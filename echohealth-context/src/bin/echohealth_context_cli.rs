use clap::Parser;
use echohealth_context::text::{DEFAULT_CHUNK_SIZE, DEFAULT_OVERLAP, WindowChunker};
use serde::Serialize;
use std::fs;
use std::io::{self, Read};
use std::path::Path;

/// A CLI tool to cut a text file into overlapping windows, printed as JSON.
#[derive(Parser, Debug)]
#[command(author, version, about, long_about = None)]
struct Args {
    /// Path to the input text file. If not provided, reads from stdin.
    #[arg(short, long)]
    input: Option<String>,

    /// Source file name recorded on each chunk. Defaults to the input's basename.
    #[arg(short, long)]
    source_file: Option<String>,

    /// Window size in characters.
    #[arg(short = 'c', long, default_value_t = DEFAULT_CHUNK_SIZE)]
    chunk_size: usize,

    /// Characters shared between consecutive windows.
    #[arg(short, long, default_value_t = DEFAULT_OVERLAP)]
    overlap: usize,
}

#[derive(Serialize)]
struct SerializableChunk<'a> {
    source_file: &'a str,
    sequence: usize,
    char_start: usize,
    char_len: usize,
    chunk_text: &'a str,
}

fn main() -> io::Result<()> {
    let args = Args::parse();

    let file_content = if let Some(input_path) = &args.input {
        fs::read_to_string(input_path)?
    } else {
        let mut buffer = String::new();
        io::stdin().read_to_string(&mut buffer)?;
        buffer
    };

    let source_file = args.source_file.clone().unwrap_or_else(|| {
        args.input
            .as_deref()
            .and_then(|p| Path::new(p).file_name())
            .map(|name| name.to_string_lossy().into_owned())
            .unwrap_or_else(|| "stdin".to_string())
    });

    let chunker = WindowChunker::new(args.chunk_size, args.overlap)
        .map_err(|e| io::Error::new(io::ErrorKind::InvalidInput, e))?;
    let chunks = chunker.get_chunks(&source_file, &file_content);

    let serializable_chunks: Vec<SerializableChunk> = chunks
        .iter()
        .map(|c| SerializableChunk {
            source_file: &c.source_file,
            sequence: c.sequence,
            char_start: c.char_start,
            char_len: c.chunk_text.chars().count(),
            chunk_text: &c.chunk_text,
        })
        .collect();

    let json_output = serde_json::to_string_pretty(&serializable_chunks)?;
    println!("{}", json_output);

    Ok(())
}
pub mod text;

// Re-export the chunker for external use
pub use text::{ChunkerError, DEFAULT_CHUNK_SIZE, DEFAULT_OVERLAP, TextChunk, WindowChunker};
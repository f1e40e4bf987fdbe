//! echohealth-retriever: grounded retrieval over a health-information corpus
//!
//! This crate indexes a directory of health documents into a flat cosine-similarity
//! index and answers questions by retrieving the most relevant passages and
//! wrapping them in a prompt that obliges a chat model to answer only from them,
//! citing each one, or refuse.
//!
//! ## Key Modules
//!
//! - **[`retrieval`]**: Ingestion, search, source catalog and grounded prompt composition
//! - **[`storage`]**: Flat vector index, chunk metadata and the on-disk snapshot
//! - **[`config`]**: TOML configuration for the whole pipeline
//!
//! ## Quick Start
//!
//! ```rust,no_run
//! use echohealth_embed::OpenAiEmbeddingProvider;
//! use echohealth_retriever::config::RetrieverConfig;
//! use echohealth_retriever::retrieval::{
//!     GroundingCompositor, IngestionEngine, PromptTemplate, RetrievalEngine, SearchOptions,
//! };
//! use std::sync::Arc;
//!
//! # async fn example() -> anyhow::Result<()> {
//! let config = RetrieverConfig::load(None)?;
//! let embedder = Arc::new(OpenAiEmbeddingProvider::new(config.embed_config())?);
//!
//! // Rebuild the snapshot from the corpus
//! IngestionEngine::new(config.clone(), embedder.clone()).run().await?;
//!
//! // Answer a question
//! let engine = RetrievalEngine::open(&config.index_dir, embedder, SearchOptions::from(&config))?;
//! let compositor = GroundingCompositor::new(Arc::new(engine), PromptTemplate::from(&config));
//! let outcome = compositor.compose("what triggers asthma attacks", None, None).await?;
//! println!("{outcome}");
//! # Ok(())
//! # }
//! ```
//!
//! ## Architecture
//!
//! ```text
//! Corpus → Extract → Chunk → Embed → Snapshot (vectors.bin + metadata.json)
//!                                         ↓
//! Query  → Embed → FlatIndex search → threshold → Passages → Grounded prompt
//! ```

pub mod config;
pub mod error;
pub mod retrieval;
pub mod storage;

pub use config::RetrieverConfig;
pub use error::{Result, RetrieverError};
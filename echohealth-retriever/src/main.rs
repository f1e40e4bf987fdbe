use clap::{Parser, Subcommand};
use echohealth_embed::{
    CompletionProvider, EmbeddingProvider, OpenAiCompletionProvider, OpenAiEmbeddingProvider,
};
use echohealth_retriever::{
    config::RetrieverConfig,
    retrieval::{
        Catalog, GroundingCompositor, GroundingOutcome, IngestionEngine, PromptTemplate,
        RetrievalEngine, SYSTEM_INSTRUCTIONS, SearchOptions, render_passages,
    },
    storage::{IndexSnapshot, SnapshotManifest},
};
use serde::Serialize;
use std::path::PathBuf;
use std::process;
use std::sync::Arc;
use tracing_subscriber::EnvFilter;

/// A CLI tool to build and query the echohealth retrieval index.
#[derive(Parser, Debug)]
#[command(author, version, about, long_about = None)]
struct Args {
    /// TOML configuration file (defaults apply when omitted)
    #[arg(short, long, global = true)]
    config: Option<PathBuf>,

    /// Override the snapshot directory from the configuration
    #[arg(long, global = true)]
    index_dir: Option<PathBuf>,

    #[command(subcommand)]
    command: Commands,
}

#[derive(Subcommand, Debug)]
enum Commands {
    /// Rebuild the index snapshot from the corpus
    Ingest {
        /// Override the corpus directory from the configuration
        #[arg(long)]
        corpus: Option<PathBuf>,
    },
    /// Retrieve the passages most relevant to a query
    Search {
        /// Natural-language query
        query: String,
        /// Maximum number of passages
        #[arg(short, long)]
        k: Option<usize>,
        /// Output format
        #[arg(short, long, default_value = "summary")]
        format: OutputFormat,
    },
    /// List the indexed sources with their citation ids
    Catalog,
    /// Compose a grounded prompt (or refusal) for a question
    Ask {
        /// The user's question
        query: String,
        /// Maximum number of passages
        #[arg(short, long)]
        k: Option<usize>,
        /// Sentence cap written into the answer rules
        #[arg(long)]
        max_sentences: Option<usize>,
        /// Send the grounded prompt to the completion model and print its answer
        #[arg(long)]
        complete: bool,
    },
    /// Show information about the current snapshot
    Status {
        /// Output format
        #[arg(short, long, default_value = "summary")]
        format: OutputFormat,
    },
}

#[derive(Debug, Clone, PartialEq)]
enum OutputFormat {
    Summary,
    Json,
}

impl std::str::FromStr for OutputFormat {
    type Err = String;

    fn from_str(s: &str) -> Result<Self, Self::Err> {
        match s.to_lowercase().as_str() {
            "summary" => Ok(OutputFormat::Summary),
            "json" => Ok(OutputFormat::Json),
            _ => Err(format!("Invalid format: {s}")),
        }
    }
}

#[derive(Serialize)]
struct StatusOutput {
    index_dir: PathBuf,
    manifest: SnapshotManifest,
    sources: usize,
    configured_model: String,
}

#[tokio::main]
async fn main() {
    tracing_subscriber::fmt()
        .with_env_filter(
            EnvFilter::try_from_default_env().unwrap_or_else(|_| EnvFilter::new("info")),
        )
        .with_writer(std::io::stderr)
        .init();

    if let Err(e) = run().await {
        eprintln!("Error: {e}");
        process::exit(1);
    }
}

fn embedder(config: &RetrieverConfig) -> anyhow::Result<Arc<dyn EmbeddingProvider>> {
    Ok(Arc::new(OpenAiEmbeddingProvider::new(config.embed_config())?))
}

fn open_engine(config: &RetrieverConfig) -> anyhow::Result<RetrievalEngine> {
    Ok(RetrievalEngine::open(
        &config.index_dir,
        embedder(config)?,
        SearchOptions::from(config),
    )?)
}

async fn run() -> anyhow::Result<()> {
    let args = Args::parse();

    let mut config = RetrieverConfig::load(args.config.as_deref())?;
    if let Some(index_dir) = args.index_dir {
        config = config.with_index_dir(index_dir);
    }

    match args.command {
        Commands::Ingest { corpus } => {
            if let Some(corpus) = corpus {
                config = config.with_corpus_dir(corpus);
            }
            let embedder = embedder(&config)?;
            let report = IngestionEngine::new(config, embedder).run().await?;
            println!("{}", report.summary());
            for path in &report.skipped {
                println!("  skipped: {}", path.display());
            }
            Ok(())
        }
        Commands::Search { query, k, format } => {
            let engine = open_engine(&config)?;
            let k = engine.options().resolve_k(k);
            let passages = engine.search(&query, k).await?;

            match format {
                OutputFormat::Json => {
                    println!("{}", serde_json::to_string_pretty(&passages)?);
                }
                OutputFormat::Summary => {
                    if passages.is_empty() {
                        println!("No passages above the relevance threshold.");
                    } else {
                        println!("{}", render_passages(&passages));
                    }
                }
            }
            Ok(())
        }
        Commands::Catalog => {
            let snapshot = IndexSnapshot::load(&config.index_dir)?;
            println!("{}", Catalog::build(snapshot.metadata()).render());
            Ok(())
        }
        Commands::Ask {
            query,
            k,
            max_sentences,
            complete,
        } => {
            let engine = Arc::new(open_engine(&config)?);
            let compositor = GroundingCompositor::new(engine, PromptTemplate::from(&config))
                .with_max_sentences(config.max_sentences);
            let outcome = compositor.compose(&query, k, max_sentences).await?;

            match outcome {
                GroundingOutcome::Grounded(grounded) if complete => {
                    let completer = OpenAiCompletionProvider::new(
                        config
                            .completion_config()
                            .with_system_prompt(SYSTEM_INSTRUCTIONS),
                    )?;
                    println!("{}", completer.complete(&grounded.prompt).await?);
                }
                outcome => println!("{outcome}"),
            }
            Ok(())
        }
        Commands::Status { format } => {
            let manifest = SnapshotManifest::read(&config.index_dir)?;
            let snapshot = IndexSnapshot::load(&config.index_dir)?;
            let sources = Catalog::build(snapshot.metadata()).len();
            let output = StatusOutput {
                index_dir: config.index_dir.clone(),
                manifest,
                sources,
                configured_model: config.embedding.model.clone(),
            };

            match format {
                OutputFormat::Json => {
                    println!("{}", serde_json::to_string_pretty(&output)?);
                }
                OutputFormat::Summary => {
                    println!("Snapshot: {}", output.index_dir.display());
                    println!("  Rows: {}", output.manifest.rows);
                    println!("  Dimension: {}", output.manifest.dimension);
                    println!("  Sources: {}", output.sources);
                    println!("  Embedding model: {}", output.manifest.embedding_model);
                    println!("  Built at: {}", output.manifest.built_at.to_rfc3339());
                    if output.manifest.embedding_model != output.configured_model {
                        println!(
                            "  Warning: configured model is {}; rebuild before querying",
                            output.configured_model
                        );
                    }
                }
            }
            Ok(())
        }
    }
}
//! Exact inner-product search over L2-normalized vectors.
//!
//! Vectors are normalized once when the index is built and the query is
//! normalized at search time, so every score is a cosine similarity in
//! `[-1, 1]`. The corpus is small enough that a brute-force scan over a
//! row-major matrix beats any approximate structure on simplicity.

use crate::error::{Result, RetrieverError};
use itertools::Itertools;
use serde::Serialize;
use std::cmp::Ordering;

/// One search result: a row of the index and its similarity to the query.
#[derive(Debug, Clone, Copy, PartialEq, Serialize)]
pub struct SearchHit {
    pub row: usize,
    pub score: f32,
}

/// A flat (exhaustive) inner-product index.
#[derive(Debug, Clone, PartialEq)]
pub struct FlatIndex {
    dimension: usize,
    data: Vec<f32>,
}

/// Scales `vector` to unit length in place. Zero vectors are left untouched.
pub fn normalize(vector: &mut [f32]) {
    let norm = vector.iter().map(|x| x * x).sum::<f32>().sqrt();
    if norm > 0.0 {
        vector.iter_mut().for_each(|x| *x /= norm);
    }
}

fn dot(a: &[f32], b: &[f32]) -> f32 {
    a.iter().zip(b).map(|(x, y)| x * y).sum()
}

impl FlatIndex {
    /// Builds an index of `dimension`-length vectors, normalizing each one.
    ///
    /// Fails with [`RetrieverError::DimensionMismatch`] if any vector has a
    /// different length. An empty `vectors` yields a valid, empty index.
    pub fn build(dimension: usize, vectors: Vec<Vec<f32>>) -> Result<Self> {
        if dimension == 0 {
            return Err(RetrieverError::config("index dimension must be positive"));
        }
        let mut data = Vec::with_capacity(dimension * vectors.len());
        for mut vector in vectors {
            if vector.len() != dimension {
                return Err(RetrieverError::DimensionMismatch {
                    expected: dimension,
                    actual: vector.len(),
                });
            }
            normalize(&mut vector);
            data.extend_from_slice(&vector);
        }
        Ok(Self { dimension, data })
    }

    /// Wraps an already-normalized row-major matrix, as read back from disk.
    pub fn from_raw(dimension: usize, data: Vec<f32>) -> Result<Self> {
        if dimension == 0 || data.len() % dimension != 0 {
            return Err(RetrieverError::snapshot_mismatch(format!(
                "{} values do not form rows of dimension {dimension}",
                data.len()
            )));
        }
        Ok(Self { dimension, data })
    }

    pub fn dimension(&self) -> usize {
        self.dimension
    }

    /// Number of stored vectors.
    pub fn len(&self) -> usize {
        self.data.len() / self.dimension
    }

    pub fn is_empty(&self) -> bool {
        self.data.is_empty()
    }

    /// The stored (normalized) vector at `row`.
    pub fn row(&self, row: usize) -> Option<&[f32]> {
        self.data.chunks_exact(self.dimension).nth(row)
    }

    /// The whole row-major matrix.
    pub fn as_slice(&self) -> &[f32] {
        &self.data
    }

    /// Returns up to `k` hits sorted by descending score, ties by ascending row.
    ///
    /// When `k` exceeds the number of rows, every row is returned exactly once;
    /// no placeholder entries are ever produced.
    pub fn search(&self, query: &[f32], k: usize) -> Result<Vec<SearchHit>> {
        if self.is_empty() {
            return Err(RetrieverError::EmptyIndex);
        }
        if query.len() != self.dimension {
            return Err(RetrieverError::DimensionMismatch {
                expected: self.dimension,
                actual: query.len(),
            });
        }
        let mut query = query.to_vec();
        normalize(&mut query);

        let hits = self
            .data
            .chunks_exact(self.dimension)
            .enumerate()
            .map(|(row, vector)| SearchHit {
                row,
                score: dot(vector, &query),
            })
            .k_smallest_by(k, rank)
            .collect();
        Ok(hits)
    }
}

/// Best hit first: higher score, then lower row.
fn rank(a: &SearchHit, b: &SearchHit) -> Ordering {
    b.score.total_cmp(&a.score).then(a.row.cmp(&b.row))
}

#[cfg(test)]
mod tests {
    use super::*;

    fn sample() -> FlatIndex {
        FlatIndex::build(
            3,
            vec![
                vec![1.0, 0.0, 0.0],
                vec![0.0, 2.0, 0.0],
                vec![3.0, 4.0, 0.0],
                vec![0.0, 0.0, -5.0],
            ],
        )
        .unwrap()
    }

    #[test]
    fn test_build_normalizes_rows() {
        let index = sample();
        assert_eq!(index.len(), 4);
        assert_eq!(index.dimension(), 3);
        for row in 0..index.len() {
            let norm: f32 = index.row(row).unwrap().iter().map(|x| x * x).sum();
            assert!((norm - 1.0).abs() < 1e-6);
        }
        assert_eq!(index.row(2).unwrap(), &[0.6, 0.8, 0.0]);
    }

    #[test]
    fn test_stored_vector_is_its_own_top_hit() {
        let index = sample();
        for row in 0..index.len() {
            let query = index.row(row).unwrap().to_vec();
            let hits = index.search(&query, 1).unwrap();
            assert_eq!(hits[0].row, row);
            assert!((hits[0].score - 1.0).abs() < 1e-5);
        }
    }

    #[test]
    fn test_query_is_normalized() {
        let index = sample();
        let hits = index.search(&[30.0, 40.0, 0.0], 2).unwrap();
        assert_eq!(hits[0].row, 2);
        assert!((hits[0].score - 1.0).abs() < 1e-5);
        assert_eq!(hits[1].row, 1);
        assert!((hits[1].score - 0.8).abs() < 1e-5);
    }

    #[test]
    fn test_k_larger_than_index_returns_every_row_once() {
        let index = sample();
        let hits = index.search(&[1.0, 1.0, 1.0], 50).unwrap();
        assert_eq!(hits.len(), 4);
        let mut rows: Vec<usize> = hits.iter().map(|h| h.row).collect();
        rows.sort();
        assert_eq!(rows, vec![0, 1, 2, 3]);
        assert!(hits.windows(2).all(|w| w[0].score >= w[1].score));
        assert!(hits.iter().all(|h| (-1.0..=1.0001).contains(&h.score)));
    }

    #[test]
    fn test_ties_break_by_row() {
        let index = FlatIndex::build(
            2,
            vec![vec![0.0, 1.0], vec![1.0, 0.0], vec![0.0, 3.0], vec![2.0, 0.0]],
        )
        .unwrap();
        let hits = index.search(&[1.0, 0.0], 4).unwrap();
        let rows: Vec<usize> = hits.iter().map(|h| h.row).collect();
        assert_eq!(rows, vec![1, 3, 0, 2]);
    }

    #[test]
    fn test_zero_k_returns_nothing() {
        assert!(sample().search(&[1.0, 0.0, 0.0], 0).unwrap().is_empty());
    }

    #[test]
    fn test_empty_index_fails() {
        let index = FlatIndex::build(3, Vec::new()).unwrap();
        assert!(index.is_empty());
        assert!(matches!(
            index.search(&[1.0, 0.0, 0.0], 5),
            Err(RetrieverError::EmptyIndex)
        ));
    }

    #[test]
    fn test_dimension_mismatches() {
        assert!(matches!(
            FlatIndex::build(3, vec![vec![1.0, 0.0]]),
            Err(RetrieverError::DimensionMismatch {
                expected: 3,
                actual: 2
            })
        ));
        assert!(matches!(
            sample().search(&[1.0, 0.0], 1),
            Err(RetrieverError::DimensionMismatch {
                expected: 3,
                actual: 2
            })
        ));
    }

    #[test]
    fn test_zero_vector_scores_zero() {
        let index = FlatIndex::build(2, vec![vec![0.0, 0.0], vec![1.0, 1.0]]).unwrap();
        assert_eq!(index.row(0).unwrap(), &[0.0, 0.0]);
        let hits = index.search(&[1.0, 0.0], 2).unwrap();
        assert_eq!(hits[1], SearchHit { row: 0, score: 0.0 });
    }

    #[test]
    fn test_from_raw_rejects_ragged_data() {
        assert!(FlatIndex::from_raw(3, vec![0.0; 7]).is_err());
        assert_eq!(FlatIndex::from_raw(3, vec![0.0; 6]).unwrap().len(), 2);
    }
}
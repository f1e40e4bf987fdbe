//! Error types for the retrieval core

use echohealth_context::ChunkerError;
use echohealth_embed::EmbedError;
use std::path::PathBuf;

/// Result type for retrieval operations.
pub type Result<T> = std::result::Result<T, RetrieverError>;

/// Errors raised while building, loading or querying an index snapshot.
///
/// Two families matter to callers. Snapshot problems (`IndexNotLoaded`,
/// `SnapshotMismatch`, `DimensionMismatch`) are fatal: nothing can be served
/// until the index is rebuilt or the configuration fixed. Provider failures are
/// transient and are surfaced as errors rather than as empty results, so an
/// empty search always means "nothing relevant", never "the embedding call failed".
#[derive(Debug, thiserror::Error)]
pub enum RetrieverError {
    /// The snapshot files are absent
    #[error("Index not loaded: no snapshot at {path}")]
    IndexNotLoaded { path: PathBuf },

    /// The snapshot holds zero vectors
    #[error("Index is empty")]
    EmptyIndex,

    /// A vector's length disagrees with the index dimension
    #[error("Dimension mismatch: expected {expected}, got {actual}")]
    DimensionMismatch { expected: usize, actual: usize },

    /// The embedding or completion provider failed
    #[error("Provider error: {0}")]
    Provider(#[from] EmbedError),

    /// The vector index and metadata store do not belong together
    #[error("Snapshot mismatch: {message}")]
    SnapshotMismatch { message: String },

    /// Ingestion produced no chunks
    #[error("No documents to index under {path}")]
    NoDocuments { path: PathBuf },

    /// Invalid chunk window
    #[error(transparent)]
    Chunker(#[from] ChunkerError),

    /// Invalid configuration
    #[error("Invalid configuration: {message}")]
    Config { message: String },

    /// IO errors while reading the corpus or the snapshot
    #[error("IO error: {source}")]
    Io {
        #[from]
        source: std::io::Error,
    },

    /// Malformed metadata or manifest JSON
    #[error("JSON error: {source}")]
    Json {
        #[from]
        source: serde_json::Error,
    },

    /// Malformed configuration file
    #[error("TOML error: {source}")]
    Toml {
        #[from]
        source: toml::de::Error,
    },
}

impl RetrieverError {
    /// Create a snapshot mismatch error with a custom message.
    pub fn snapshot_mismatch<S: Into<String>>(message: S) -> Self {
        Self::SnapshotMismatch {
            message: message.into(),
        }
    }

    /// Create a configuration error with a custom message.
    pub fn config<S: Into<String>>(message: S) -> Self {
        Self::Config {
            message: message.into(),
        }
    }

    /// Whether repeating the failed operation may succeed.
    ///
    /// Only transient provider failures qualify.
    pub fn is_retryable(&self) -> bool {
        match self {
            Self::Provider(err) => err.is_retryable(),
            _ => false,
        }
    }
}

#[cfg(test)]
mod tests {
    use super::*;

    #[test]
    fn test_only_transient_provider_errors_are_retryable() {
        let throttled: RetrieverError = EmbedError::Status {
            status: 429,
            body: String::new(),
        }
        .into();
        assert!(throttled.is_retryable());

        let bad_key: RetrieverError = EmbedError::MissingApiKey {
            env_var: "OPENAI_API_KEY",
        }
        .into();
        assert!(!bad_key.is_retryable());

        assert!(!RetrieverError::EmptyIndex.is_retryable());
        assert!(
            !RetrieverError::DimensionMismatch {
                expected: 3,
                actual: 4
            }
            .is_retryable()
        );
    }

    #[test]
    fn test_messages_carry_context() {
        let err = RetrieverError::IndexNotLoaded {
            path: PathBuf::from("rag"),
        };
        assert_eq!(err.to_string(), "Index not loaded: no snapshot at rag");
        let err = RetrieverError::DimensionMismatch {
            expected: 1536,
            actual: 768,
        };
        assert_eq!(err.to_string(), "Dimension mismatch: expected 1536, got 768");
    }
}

====

**Problem requirements:** Would you print exactly the lines from the first line of the entries above through the line that has "#[arg(short, long, default_value_t", both included, and stop there?

**Result below:**
filename echohealth-context/src/bin/echohealth_context_cli.rs
use clap::Parser;
use echohealth_context::text::{DEFAULT_CHUNK_SIZE, DEFAULT_OVERLAP, WindowChunker};
use serde::Serialize;
use std::fs;
use std::io::{self, Read};
use std::path::Path;

/// A CLI tool to cut a text file into overlapping windows, printed as JSON.
#[derive(Parser, Debug)]
#[command(author, version, about, long_about = None)]
struct Args {
    /// Path to the input text file. If not provided, reads from stdin.
    #[arg(short, long)]
    input: Option<String>,

    /// Source file name recorded on each chunk. Defaults to the input's basename.
    #[arg(short, long)]
    source_file: Option<String>,

    /// Window size in characters.
    #[arg(short = 'c', long, default_value_t = DEFAULT_CHUNK_SIZE)]
    chunk_size: usize,

    /// Characters shared between consecutive windows.
    #[arg(short, long, default_value_t = DEFAULT_OVERLAP)]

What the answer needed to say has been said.